Only extremists believe that the economy is headed toward a depression with a 25% unemployment rate and thousand of bank failures. But, a new CNNMoney poll shows that 60% of those surveyed viewed a depression as "likely". It is astonishing to think that so many people believe that things have gotten that bad so quickly.
Those who believe in capitalism in its most pure form would argue that the economy should be allowed to fail to the extent that it cannot be saved by private enterprise and the current federal structure which supports banking and lending. That philosophy says that getting out in front of economic problems reflects a level of manipulation which is not allowed under the current structure of American laws and regulations. It is, in many ways, the position that most business leaders and members of Congress took in the late 1920s and early 1930s.

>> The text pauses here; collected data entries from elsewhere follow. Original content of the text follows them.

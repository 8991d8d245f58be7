// Content region state - what the central panel currently shows

use chrono::{DateTime, Local};

/// Per-navigation state machine: Idle -> Loading -> { Displayed, Failed }.
/// Both terminal phases yield to the next navigation request.
#[derive(Clone, Debug)]
pub enum RegionPhase {
    /// Rest state before anything has been requested.
    Idle,
    /// Fetch in flight, placeholder shown.
    Loading { view_id: String },
    /// Fragment markup held verbatim, exactly as fetched.
    Displayed {
        view_id: String,
        resource: String,
        markup: String,
        bytes: u64,
        loaded_at: DateTime<Local>,
    },
    /// Error placeholder shown. No partial-injection state exists;
    /// replacement is all-or-nothing.
    Failed { message: String },
}

pub struct ContentRegion {
    pub phase: RegionPhase,
    reset_scroll: bool,
}

impl ContentRegion {
    pub fn new() -> Self {
        Self {
            phase: RegionPhase::Idle,
            reset_scroll: false,
        }
    }

    pub fn show_loading(&mut self, view_id: &str) {
        self.phase = RegionPhase::Loading {
            view_id: view_id.to_string(),
        };
    }

    /// Full replace of the region content with fetched markup.
    pub fn inject(&mut self, view_id: &str, resource: &str, markup: String) {
        let bytes = markup.len() as u64;
        self.phase = RegionPhase::Displayed {
            view_id: view_id.to_string(),
            resource: resource.to_string(),
            markup,
            bytes,
            loaded_at: Local::now(),
        };
        self.reset_scroll = true;
    }

    pub fn show_error(&mut self, message: String) {
        self.phase = RegionPhase::Failed { message };
    }

    /// View id currently displayed, if any.
    pub fn displayed_view(&self) -> Option<&str> {
        match &self.phase {
            RegionPhase::Displayed { view_id, .. } => Some(view_id),
            _ => None,
        }
    }

    pub fn is_loading(&self) -> bool {
        matches!(self.phase, RegionPhase::Loading { .. })
    }

    /// One-shot flag: true exactly once after fresh content is injected.
    pub fn take_scroll_reset(&mut self) -> bool {
        let reset = self.reset_scroll;
        self.reset_scroll = false;
        reset
    }
}
// Plain text fallback handler - claims anything no other handler wants

use crate::view::fragment::handler::{FragmentContext, FragmentHandler};
use eframe::egui;

pub struct TextFragmentHandler;

impl TextFragmentHandler {
    pub fn new() -> Self {
        Self
    }
}

impl FragmentHandler for TextFragmentHandler {
    fn name(&self) -> &str {
        "text"
    }

    fn can_render(&self, _resource: &str, _markup: &str) -> bool {
        true
    }

    fn priority(&self) -> i32 {
        200
    }

    fn render(
        &self,
        ui: &mut egui::Ui,
        markup: &str,
        _context: &FragmentContext,
    ) -> Result<(), String> {
        ui.label(egui::RichText::new(markup).monospace());
        Ok(())
    }
}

How much force needs to be brought to bear to build a safety net under the failing economy is unknown. It is also an admission that intervening in any meaningful way to save jobs and the value of real estate and financial assets will drive the federal government into the deepest deficit in its history.
But, not getting out in front of the problem could costs millions of jobs and drive down the value of stocks, homes, and other critical asset by another 50%. In California, some home values are already down by half.
If the government does not move to protect employment, real estate, personal and business assets before the end of the year, immeasurable devastation is all but certain.